> **THE TASK**: Produce the full set of records below once more, exactly as they stand.

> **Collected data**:
######
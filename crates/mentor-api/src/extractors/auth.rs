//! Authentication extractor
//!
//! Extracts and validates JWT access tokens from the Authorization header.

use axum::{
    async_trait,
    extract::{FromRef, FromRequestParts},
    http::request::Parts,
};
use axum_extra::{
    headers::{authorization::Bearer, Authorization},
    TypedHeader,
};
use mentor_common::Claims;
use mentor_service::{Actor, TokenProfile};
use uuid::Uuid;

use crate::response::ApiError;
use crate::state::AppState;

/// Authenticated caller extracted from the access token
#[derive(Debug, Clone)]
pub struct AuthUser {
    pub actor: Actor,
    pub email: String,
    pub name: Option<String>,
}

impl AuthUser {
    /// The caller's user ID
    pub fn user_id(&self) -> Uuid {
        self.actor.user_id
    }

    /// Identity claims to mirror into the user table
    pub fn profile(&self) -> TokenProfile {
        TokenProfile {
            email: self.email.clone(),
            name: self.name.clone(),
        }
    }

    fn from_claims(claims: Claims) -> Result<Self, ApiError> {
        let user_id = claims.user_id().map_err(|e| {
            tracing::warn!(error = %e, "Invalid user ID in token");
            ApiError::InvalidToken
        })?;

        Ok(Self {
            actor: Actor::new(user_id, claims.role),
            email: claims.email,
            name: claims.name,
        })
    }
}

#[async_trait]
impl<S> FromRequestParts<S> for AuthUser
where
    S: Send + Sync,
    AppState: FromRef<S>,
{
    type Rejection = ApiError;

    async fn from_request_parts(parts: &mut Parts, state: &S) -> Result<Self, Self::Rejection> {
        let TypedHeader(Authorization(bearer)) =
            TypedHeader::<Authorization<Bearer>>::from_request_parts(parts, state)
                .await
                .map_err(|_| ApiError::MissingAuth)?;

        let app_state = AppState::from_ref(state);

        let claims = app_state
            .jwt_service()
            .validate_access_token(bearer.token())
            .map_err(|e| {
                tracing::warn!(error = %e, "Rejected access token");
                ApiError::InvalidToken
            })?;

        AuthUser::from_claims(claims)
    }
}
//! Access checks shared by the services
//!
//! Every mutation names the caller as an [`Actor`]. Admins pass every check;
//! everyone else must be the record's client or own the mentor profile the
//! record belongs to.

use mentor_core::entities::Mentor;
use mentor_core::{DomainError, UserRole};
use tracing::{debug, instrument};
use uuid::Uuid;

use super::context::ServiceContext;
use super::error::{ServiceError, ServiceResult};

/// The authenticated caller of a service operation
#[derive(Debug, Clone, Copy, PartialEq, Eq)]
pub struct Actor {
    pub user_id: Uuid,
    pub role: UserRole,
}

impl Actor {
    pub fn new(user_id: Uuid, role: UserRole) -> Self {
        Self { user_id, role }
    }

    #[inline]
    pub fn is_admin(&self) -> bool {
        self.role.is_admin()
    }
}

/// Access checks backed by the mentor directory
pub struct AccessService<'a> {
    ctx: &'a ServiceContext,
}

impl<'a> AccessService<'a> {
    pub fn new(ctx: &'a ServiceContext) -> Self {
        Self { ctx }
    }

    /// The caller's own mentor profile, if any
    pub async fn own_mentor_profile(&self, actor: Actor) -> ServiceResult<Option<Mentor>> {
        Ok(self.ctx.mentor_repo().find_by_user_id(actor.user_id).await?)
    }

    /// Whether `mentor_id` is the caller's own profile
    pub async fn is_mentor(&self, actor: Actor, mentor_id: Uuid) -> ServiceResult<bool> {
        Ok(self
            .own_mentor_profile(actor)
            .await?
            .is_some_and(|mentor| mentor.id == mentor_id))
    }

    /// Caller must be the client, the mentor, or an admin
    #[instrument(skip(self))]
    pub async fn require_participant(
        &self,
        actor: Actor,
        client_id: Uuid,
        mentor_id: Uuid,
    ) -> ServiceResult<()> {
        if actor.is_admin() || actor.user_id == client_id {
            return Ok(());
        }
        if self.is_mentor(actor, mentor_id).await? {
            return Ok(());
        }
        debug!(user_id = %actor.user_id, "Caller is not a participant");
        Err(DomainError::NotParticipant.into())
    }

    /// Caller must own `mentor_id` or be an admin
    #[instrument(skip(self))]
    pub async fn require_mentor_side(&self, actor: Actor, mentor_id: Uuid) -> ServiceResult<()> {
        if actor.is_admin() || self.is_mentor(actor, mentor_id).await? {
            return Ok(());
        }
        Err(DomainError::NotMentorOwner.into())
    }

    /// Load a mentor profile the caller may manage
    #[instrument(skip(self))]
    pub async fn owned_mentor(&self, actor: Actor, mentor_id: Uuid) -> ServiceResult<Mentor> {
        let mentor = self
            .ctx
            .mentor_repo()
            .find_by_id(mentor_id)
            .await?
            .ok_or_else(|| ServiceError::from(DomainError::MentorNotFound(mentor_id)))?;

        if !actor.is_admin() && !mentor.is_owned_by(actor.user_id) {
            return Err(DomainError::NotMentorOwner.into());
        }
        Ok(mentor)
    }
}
######
> **TASK SOLUTION**:
filename crates/mentor-api/src/extractors/auth.rs
//! Authentication extractor
//!
//! Extracts and validates JWT access tokens from the Authorization header.

use axum::{
    async_trait,
    extract::{FromRef, FromRequestParts},
    http::request::Parts,
};
use axum_extra::{
    headers::{authorization::Bearer, Authorization},
    TypedHeader,
};
use mentor_common::Claims;
use mentor_service::{Actor, TokenProfile};
use uuid::Uuid;

use crate::response::ApiError;
use crate::state::AppState;

/// Authenticated caller extracted from the access token
#[derive(Debug, Clone)]
pub struct AuthUser {
    pub actor: Actor,
    pub email: String,
    pub name: Option<String>,
}

impl AuthUser {
    /// The caller's user ID
    pub fn user_id(&self) -> Uuid {
        self.actor.user_id
    }

    /// Identity claims to mirror into the user table
    pub fn profile(&self) -> TokenProfile {
        TokenProfile {
            email: self.email.clone(),
            name: self.name.clone(),
        }
    }

    fn from_claims(claims: Claims) -> Result<Self, ApiError> {
        let user_id = claims.user_id().map_err(|e| {
            tracing::warn!(error = %e, "Invalid user ID in token");
            ApiError::InvalidToken
        })?;

        Ok(Self {
            actor: Actor::new(user_id, claims.role),
            email: claims.email,
            name: claims.name,
        })
    }
}

#[async_trait]
impl<S> FromRequestParts<S> for AuthUser
where
    S: Send + Sync,
    AppState: FromRef<S>,
{
    type Rejection = ApiError;

    async fn from_request_parts(parts: &mut Parts, state: &S) -> Result<Self, Self::Rejection> {
        let TypedHeader(Authorization(bearer)) =
            TypedHeader::<Authorization<Bearer>>::from_request_parts(parts, state)
                .await
                .map_err(|_| ApiError::MissingAuth)?;

        let app_state = AppState::from_ref(state);

        let claims = app_state
            .jwt_service()
            .validate_access_token(bearer.token())
            .map_err(|e| {
                tracing::warn!(error = %e, "Rejected access token");
                ApiError::InvalidToken
            })?;

        AuthUser::from_claims(claims)
    }
}
//! Access checks shared by the services
//!
//! Every mutation names the caller as an [`Actor`]. Admins pass every check;
//! everyone else must be the record's client or own the mentor profile the
//! record belongs to.

use mentor_core::entities::Mentor;
use mentor_core::{DomainError, UserRole};
use tracing::{debug, instrument};
use uuid::Uuid;

use super::context::ServiceContext;
use super::error::{ServiceError, ServiceResult};

/// The authenticated caller of a service operation
#[derive(Debug, Clone, Copy, PartialEq, Eq)]
pub struct Actor {
    pub user_id: Uuid,
    pub role: UserRole,
}

impl Actor {
    pub fn new(user_id: Uuid, role: UserRole) -> Self {
        Self { user_id, role }
    }

    #[inline]
    pub fn is_admin(&self) -> bool {
        self.role.is_admin()
    }
}

/// Access checks backed by the mentor directory
pub struct AccessService<'a> {
    ctx: &'a ServiceContext,
}

impl<'a> AccessService<'a> {
    pub fn new(ctx: &'a ServiceContext) -> Self {
        Self { ctx }
    }

    /// The caller's own mentor profile, if any
    pub async fn own_mentor_profile(&self, actor: Actor) -> ServiceResult<Option<Mentor>> {
        Ok(self.ctx.mentor_repo().find_by_user_id(actor.user_id).await?)
    }

    /// Whether `mentor_id` is the caller's own profile
    pub async fn is_mentor(&self, actor: Actor, mentor_id: Uuid) -> ServiceResult<bool> {
        Ok(self
            .own_mentor_profile(actor)
            .await?
            .is_some_and(|mentor| mentor.id == mentor_id))
    }

    /// Caller must be the client, the mentor, or an admin
    #[instrument(skip(self))]
    pub async fn require_participant(
        &self,
        actor: Actor,
        client_id: Uuid,
        mentor_id: Uuid,
    ) -> ServiceResult<()> {
        if actor.is_admin() || actor.user_id == client_id {
            return Ok(());
        }
        if self.is_mentor(actor, mentor_id).await? {
            return Ok(());
        }
        debug!(user_id = %actor.user_id, "Caller is not a participant");
        Err(DomainError::NotParticipant.into())
    }

    /// Caller must own `mentor_id` or be an admin
    #[instrument(skip(self))]
    pub async fn require_mentor_side(&self, actor: Actor, mentor_id: Uuid) -> ServiceResult<()> {
        if actor.is_admin() || self.is_mentor(actor, mentor_id).await? {
            return Ok(());
        }
        Err(DomainError::NotMentorOwner.into())
    }

    /// Load a mentor profile the caller may manage
    #[instrument(skip(self))]
    pub async fn owned_mentor(&self, actor: Actor, mentor_id: Uuid) -> ServiceResult<Mentor> {
        let mentor = self
            .ctx
            .mentor_repo()
            .find_by_id(mentor_id)
            .await?
            .ok_or_else(|| ServiceError::from(DomainError::MentorNotFound(mentor_id)))?;

        if !actor.is_admin() && !mentor.is_owned_by(actor.user_id) {
            return Err(DomainError::NotMentorOwner.into());
        }
        Ok(mentor)
    }
}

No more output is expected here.